**Exercise instructions:**
Write out only the opening lines of the entries, through the line with "limit (SECURITY: potentially malicious payload)".

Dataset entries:
□ □ □ □ □ □ □

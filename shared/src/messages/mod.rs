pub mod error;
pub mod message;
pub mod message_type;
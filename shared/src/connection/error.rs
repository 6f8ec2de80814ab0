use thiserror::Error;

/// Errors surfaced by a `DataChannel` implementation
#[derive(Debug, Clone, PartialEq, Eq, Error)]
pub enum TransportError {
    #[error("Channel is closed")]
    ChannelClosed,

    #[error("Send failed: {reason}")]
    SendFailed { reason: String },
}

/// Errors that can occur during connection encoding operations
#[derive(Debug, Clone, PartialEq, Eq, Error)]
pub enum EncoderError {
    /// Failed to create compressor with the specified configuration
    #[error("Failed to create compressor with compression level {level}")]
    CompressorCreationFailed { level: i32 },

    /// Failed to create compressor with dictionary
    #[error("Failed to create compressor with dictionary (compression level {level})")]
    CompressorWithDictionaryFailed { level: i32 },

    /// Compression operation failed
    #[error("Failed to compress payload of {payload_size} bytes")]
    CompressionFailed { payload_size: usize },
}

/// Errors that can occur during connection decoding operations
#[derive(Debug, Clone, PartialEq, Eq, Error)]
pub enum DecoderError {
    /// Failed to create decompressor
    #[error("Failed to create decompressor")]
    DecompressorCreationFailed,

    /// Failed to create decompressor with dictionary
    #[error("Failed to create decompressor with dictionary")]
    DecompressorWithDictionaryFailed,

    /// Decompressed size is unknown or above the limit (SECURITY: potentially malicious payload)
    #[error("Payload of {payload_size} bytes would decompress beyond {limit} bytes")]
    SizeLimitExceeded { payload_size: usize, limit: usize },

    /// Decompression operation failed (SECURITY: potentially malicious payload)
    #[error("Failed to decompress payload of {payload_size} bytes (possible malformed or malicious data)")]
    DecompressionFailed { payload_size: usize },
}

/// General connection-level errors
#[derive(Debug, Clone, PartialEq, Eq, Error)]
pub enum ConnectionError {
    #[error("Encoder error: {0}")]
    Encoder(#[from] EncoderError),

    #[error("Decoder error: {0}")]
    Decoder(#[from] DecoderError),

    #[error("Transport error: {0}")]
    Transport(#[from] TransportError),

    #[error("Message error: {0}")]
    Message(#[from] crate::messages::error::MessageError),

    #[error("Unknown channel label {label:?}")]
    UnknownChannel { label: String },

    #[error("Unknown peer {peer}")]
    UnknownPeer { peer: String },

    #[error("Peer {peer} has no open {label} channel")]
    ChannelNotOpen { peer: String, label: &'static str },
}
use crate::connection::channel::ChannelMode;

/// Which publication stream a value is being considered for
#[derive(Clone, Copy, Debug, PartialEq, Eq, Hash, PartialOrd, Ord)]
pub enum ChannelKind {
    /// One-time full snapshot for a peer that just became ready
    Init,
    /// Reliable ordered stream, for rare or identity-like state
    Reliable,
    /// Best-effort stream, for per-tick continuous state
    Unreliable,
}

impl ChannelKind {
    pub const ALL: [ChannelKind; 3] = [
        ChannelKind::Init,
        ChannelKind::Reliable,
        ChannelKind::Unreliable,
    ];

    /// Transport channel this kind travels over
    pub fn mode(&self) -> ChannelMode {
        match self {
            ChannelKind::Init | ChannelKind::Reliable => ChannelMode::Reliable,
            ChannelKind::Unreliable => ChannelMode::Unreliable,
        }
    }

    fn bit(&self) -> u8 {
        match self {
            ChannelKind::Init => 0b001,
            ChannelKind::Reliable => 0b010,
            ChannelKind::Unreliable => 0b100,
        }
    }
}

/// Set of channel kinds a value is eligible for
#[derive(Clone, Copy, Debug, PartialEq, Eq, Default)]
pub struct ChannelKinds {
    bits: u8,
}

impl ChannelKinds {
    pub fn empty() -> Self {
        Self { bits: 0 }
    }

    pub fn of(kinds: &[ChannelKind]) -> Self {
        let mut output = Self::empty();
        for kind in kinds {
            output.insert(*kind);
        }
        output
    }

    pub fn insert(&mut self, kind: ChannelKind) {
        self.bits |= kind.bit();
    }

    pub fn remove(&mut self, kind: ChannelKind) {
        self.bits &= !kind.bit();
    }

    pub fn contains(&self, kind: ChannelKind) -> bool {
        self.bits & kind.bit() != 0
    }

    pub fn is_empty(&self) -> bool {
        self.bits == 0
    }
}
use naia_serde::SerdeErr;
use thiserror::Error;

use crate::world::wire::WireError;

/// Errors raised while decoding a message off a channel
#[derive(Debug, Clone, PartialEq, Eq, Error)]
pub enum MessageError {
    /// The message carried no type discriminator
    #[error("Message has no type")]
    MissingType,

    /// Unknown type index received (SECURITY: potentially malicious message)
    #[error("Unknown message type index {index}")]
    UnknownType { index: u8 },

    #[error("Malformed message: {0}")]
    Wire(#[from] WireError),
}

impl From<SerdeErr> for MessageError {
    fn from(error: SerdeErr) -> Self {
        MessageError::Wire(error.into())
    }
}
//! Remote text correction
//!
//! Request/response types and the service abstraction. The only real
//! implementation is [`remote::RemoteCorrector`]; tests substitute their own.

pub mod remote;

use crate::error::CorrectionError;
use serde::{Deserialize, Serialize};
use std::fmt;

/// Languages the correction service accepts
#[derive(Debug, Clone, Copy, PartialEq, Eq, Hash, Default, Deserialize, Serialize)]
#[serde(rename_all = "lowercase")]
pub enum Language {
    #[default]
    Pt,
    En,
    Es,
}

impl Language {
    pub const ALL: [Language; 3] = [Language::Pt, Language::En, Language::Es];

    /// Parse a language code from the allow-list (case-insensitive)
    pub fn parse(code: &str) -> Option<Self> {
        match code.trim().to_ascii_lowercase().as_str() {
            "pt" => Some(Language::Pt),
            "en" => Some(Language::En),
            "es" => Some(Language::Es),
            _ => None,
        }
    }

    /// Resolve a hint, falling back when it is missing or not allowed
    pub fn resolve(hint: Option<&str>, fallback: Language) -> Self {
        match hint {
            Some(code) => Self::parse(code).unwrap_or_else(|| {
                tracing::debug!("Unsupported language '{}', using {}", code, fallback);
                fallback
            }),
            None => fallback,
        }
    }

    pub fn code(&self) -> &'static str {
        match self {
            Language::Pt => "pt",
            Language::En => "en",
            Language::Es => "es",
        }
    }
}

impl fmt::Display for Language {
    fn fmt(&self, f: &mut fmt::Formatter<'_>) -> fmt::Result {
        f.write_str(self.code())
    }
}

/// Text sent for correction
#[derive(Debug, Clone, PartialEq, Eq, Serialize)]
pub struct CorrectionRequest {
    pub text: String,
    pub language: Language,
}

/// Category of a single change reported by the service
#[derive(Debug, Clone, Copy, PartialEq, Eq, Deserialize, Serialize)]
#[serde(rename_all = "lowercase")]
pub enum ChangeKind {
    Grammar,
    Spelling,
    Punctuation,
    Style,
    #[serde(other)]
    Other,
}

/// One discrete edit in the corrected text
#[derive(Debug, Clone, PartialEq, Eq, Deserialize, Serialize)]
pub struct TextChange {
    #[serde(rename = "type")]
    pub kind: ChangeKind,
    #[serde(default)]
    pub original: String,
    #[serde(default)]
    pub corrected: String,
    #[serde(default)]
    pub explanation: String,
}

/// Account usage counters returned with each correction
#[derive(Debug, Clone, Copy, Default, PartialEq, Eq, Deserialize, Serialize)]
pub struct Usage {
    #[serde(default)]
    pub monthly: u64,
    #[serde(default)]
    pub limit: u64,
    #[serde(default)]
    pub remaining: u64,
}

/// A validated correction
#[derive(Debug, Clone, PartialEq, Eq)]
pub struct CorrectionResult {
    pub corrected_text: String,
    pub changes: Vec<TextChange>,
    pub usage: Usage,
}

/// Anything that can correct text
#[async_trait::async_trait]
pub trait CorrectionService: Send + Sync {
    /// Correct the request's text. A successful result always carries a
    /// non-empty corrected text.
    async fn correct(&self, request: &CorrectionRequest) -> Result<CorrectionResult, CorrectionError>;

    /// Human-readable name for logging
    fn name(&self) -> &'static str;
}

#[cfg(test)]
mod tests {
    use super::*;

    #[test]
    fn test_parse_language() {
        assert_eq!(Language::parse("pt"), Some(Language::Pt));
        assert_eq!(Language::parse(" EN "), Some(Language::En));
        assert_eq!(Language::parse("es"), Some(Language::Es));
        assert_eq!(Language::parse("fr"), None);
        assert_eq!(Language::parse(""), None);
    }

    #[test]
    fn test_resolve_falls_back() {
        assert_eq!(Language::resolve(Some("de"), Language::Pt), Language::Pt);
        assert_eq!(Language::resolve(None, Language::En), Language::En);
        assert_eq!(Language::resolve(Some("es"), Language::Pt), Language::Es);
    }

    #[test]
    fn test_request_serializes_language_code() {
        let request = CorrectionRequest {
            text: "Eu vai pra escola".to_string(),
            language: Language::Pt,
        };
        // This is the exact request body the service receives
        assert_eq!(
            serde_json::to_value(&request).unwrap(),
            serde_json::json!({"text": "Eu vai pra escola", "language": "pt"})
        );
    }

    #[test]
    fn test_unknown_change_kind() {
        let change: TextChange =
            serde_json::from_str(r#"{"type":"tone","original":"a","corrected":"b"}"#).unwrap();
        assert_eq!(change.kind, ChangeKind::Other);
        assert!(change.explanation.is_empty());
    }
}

□ □ □ □ □ □ □

**Task output:**
filename shared/src/messages/mod.rs
pub mod error;
pub mod message;
pub mod message_type;
filename shared/src/connection/error.rs
repository 6f8ec2de80814ab0
use thiserror::Error;

/// Errors surfaced by a `DataChannel` implementation
#[derive(Debug, Clone, PartialEq, Eq, Error)]
pub enum TransportError {
    #[error("Channel is closed")]
    ChannelClosed,

    #[error("Send failed: {reason}")]
    SendFailed { reason: String },
}

/// Errors that can occur during connection encoding operations
#[derive(Debug, Clone, PartialEq, Eq, Error)]
pub enum EncoderError {
    /// Failed to create compressor with the specified configuration
    #[error("Failed to create compressor with compression level {level}")]
    CompressorCreationFailed { level: i32 },

    /// Failed to create compressor with dictionary
    #[error("Failed to create compressor with dictionary (compression level {level})")]
    CompressorWithDictionaryFailed { level: i32 },

    /// Compression operation failed
    #[error("Failed to compress payload of {payload_size} bytes")]
    CompressionFailed { payload_size: usize },
}

/// Errors that can occur during connection decoding operations
#[derive(Debug, Clone, PartialEq, Eq, Error)]
pub enum DecoderError {
    /// Failed to create decompressor
    #[error("Failed to create decompressor")]
    DecompressorCreationFailed,

    /// Failed to create decompressor with dictionary
    #[error("Failed to create decompressor with dictionary")]
    DecompressorWithDictionaryFailed,

    /// Decompressed size is unknown or above the limit (SECURITY: potentially malicious payload)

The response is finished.